Cranberries are in season now and soon we’ll all likely be enjoying a plethora of cranberry inspired recipes, such as; cranberry sauces, cranberry bread, muffins, cookies and more. What you likely won’t find will be cranberries used solely for their medicinal purpose. Years ago, I was alerted to the amazing health properties of cranberries by Anne Louise Gittleman, author of ‘The Fat Flush‘. In her dietary protocol, she recommends that one drink 8 glasses of cranberry water per day to help eliminate water retention, clean accumulated waste from the lymphatic system and also to help clean up cellulite. More great information on the benefits of cranberries on health can be found in this article by the University of Maryland Medical Center. Of course you may already know that cranberries are a great prevention for urinary tract infections and an overall healing support to the kidneys. Not to mention high in antioxidants and a good source of vitamin C.

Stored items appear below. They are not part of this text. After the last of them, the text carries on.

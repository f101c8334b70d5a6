//! `rd-robust` library crate.
//!
//! Local-polynomial regression discontinuity (RD) estimation:
//!
//! - `fit::estimate` fits one weighted polynomial per side of the cutoff and
//!   returns the jump in intercepts
//! - `fit::select` computes MSE- or CER-optimal plug-in bandwidths
//! - `inference::rdrobust` composes both into a bias-corrected estimate with
//!   robust standard errors and confidence intervals
//!
//! Everything is a pure function of an immutable `Observations` table and an
//! `RdConfig`; nothing is cached between calls.

pub mod config;
pub mod domain;
pub mod error;
pub mod fit;
pub mod inference;
pub mod math;
pub mod report;
pub mod simulate;

pub use config::RdConfig;
pub use domain::{
    BandwidthRule, BandwidthSet, Bandwidths, CriticalValue, InferenceMethod, InferenceRow, Kernel,
    Observations, RdEstimate, Side, VarianceEstimator,
};
pub use error::{RdError, Result};
pub use fit::{LocalPolyFit, LocalPolyRequest, SelectRequest, SideFit, estimate, select, select_all};
pub use inference::{RdRequest, rdrobust, rdrobust_many};
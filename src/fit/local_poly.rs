//! Local polynomial estimation at the cutoff.
//!
//! On each side we solve a kernel-weighted least squares problem
//!
//! ```text
//! minimize Σ K((x_i - c) / h) (y_i - Σ_j β_j (x_i - c)^j)^2
//! ```
//!
//! and report `β_0(right) - β_0(left)` as the discontinuity estimate.
//!
//! Designs are built in normalized units `u = (x - c) / h`; coefficients are
//! converted back to powers of `x - c` only when reported. With covariates the
//! outcome is first residualised on `Z` using a coefficient vector `γ` shared
//! by both sides and estimated jointly with side-specific polynomials.

use std::collections::BTreeMap;

use nalgebra::{DMatrix, DVector};
use serde::Serialize;

use crate::config::RdConfig;
use crate::domain::{Bandwidths, Kernel, Observations, Side, VarianceEstimator};
use crate::error::{RdError, Result};
use crate::fit::residuals::{hc_residuals, nn_residuals};
use crate::fit::window::{SideSample, Window};
use crate::math::{fill_poly_row, solve_weighted_least_squares, weighted_gram_inverse, WlsSolution};

/// Inputs of a single local polynomial estimation.
#[derive(Debug, Clone, Copy, PartialEq)]
pub struct LocalPolyRequest {
    pub cutoff: f64,
    pub bandwidths: Bandwidths,
    pub kernel: Kernel,
    pub order: usize,
    /// Residualise the outcome on the observation covariates (if any).
    pub use_covariates: bool,
}

impl LocalPolyRequest {
    pub fn new(cutoff: f64, bandwidths: Bandwidths, kernel: Kernel, order: usize) -> Self {
        Self {
            cutoff,
            bandwidths,
            kernel,
            order,
            use_covariates: true,
        }
    }
}

/// One observation that entered a side's regression.
#[derive(Debug, Clone, Copy, PartialEq, Serialize)]
pub struct FitRow {
    /// Row in the caller's observation table.
    pub index: usize,
    pub score: f64,
    pub outcome: f64,
    /// Outcome net of the covariate index (equal to `outcome` without covariates).
    pub adjusted_outcome: f64,
    pub weight: f64,
    pub fitted: f64,
    pub residual: f64,
    pub leverage: f64,
    pub cluster: Option<u64>,
}

/// Local polynomial fit on one side of the cutoff.
#[derive(Debug, Clone, PartialEq, Serialize)]
pub struct SideFit {
    pub side: Side,
    pub bandwidth: f64,
    /// `β_j` in powers of `score - cutoff`; `coefficients[0]` is the boundary intercept.
    pub coefficients: Vec<f64>,
    /// Observations with `|score - cutoff| <= h`.
    pub n: usize,
    /// Observations with positive kernel weight.
    pub n_effective: usize,
    /// Positively weighted observations, sorted by score.
    pub rows: Vec<FitRow>,
}

impl SideFit {
    pub fn intercept(&self) -> f64 {
        self.coefficients[0]
    }

    /// Rows grouped by cluster id, or `None` for unclustered data.
    pub fn rows_by_cluster(&self) -> Option<BTreeMap<u64, Vec<&FitRow>>> {
        let mut groups: BTreeMap<u64, Vec<&FitRow>> = BTreeMap::new();
        for row in &self.rows {
            groups.entry(row.cluster?).or_default().push(row);
        }
        Some(groups)
    }
}

/// Result of [`estimate`].
#[derive(Debug, Clone, PartialEq, Serialize)]
pub struct LocalPolyFit {
    /// `right.intercept() - left.intercept()`.
    pub estimate: f64,
    pub left: SideFit,
    pub right: SideFit,
    /// Covariate coefficients shared by both sides (empty without covariates).
    pub gamma: Vec<f64>,
}
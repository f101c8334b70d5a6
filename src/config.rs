//! Tuning constants for bandwidth selection and inference.
//!
//! Every constant the estimators use lives here rather than in the numerical
//! code, so a caller can reproduce a published configuration or experiment
//! with pilot constants without touching the algorithms. A config can be built
//! in code (`RdConfig::default()` plus field updates) or loaded from TOML; any
//! field missing from the TOML keeps its default.

use std::path::Path;

use serde::{Deserialize, Serialize};

use crate::domain::{CriticalValue, Kernel, VarianceEstimator};
use crate::error::{RdError, Result};

#[derive(Debug, Clone, PartialEq, Serialize, Deserialize)]
#[serde(default)]
pub struct RdConfig {
    /// Rule-of-thumb pilot constant `C_K` for the uniform kernel.
    pub pilot_constant_uniform: f64,
    /// Rule-of-thumb pilot constant `C_K` for the triangular kernel.
    pub pilot_constant_triangular: f64,
    /// Rule-of-thumb pilot constant `C_K` for the Epanechnikov kernel.
    pub pilot_constant_epanechnikov: f64,

    /// Weight on the regularisation term in the bandwidth denominator.
    ///
    /// `0` drops the term and uses the pure bias/variance trade-off.
    pub regularization_scale: f64,
    /// Clip selected bandwidths to the range of scores on each side.
    pub restrict_to_support: bool,

    /// Neighbours matched by the nearest-neighbour residual estimator.
    pub nn_matches: usize,
    /// Relative singular-value tolerance below which a design is rank deficient.
    pub rank_tolerance: f64,

    /// Confidence level in percent.
    pub level: f64,
    pub variance: VarianceEstimator,
    pub critical_value: CriticalValue,
}

impl Default for RdConfig {
    fn default() -> Self {
        Self {
            pilot_constant_uniform: 1.843,
            pilot_constant_triangular: 2.576,
            pilot_constant_epanechnikov: 2.34,
            regularization_scale: 1.0,
            restrict_to_support: true,
            nn_matches: 3,
            rank_tolerance: 1e-10,
            level: 95.0,
            variance: VarianceEstimator::Nn,
            critical_value: CriticalValue::Normal,
        }
    }
}

impl RdConfig {
    pub fn from_toml_str(text: &str) -> Result<Self> {
        let config: RdConfig = toml::from_str(text)?;
        config.validate()?;
        Ok(config)
    }

    pub fn from_toml_file(path: impl AsRef<Path>) -> Result<Self> {
        let text = std::fs::read_to_string(path)?;
        Self::from_toml_str(&text)
    }

    pub fn pilot_constant(&self, kernel: Kernel) -> f64 {
        match kernel {
            Kernel::Uniform => self.pilot_constant_uniform,
            Kernel::Triangular => self.pilot_constant_triangular,
            Kernel::Epanechnikov => self.pilot_constant_epanechnikov,
        }
    }

    pub fn validate(&self) -> Result<()> {
        for (name, value) in [
            ("pilot_constant_uniform", self.pilot_constant_uniform),
            ("pilot_constant_triangular", self.pilot_constant_triangular),
            ("pilot_constant_epanechnikov", self.pilot_constant_epanechnikov),
        ] {
            if !(value.is_finite() && value > 0.0) {
                return Err(RdError::InvalidConfig(format!("{name} must be > 0, got {value}")));
            }
        }
        if !(self.regularization_scale.is_finite() && self.regularization_scale >= 0.0) {
            return Err(RdError::InvalidConfig(format!(
                "regularization_scale must be >= 0, got {}",
                self.regularization_scale
            )));
        }
        if self.nn_matches == 0 {
            return Err(RdError::InvalidConfig("nn_matches must be >= 1".to_string()));
        }
        if !(self.rank_tolerance.is_finite() && self.rank_tolerance > 0.0) {
            return Err(RdError::InvalidConfig(format!(
                "rank_tolerance must be > 0, got {}",
                self.rank_tolerance
            )));
        }
        if !(self.level.is_finite() && self.level > 0.0 && self.level < 100.0) {
            return Err(RdError::InvalidLevel(self.level));
        }
        Ok(())
    }
}
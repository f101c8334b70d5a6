//! Weighted least squares solver.
//!
//! Every local polynomial fit in this crate solves
//!
//! ```text
//! minimize Σ w_i (y_i - x_i^T β)^2
//! ```
//!
//! on a small design (a handful of columns, at most a few thousand rows).
//!
//! Implementation choices:
//! - Rows are scaled by `sqrt(w_i)` and the scaled design is decomposed with SVD.
//!   The singular values give the rank check for free, and
//!   `(X'WX)^{-1} = V Σ^{-2} V'` is needed anyway by the variance estimators.
//! - Callers pass designs in normalized units (`u = (x - c) / h`) so columns are
//!   of comparable magnitude and a relative tolerance is meaningful.
//! - A rank-deficient design yields `None`; the caller knows which side of the
//!   cutoff it was fitting and reports the error.

use nalgebra::{DMatrix, DVector};

/// Solution of a weighted least squares problem.
#[derive(Debug, Clone)]
pub struct WlsSolution {
    pub beta: DVector<f64>,
    /// `(X'WX)^{-1}`.
    pub inv_gram: DMatrix<f64>,
}

/// `(X'WX)^{-1}`, or `None` when `sqrt(W) X` has a singular value below
/// `tol * σ_max` (or fewer rows than columns).
pub fn weighted_gram_inverse(x: &DMatrix<f64>, w: &[f64], tol: f64) -> Option<DMatrix<f64>> {
    let k = x.ncols();
    if k == 0 || x.nrows() < k || w.len() != x.nrows() {
        return None;
    }

    let mut xw = x.clone();
    for (i, &wi) in w.iter().enumerate() {
        xw.row_mut(i).scale_mut(wi.max(0.0).sqrt());
    }

    let svd = xw.svd(false, true);
    let v_t = svd.v_t?;
    let sv = svd.singular_values;

    let s_max = sv.iter().copied().fold(0.0_f64, f64::max);
    if !(s_max.is_finite() && s_max > 0.0) {
        return None;
    }
    if sv.iter().any(|&s| s <= tol * s_max) {
        return None;
    }

    let mut scaled = v_t.transpose();
    for (j, &s) in sv.iter().enumerate() {
        scaled.column_mut(j).scale_mut(1.0 / (s * s));
    }
    let inv_gram = scaled * v_t;

    if inv_gram.iter().all(|v| v.is_finite()) {
        Some(inv_gram)
    } else {
        None
    }
}

/// `X' W v`.
pub fn weighted_cross(x: &DMatrix<f64>, w: &[f64], v: &[f64]) -> DVector<f64> {
    let mut out = DVector::<f64>::zeros(x.ncols());
    for i in 0..x.nrows() {
        let scale = w[i] * v[i];
        for j in 0..x.ncols() {
            out[j] += x[(i, j)] * scale;
        }
    }
    out
}

/// Solve a weighted least squares problem.
///
/// Returns `None` if the weighted design is rank deficient.
pub fn solve_weighted_least_squares(
    x: &DMatrix<f64>,
    w: &[f64],
    y: &[f64],
    tol: f64,
) -> Option<WlsSolution> {
    let inv_gram = weighted_gram_inverse(x, w, tol)?;
    let beta = &inv_gram * weighted_cross(x, w, y);
    if beta.iter().all(|v| v.is_finite()) {
        Some(WlsSolution { beta, inv_gram })
    } else {
        None
    }
}

/// Build a row-major design matrix from per-row slices.
pub fn design_from_rows(rows: &[Vec<f64>], ncols: usize) -> DMatrix<f64> {
    DMatrix::from_fn(rows.len(), ncols, |i, j| rows[i][j])
}

#[cfg(test)]
mod tests {
    use super::*;

    #[test]
    fn least_squares_solves_simple_system() {
        // Fit y = 2 + 3x on x = [0,1,2]
        let x = DMatrix::from_row_slice(3, 2, &[1.0, 0.0, 1.0, 1.0, 1.0, 2.0]);
        let y = [2.0, 5.0, 8.0];

        let sol = solve_weighted_least_squares(&x, &[1.0, 1.0, 1.0], &y, 1e-10).unwrap();
        assert!((sol.beta[0] - 2.0).abs() < 1e-10);
        assert!((sol.beta[1] - 3.0).abs() < 1e-10);
    }

    #[test]
    fn weights_pull_the_fit_towards_heavy_rows() {
        // Intercept-only fit is the weighted mean.
        let x = DMatrix::from_element(3, 1, 1.0);
        let sol = solve_weighted_least_squares(&x, &[1.0, 1.0, 2.0], &[0.0, 0.0, 4.0], 1e-10).unwrap();
        assert!((sol.beta[0] - 2.0).abs() < 1e-12);
        assert!((sol.inv_gram[(0, 0)] - 0.25).abs() < 1e-12);
    }

    #[test]
    fn collinear_columns_are_rejected() {
        let x = DMatrix::from_row_slice(4, 2, &[1.0, 3.0, 1.0, 3.0, 1.0, 3.0, 1.0, 3.0]);
        assert!(weighted_gram_inverse(&x, &[1.0; 4], 1e-10).is_none());
    }

    #[test]
    fn zero_weight_rows_do_not_count() {
        // Two distinct x values carry weight; the third row has zero weight,
        // so a quadratic is not identified.
        let x = DMatrix::from_row_slice(3, 3, &[1.0, 0.0, 0.0, 1.0, 1.0, 1.0, 1.0, 2.0, 4.0]);
        assert!(weighted_gram_inverse(&x, &[1.0, 1.0, 0.0], 1e-10).is_none());
        assert!(weighted_gram_inverse(&x, &[1.0, 1.0, 1.0], 1e-10).is_some());
    }
}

In wanting to get more cranberry juice into my daily regime, I decided to come up with a cranberry tea blend. I chose this Cranberry Nettles Tea blend for several reasons (see the list of health benefits below). For one thing, cranberries are very tart but a drink with added sugar is not ideal for me or anyone really. So, I paired some unsweetened cranberry juice with my nettles tea blend that I sweeten with green leaf stevia. This tea is mildly sweetened with no negative side effects of sugar. Great for anyone, especially diabetics or anyone with blood sugar issues, as well as those with candida.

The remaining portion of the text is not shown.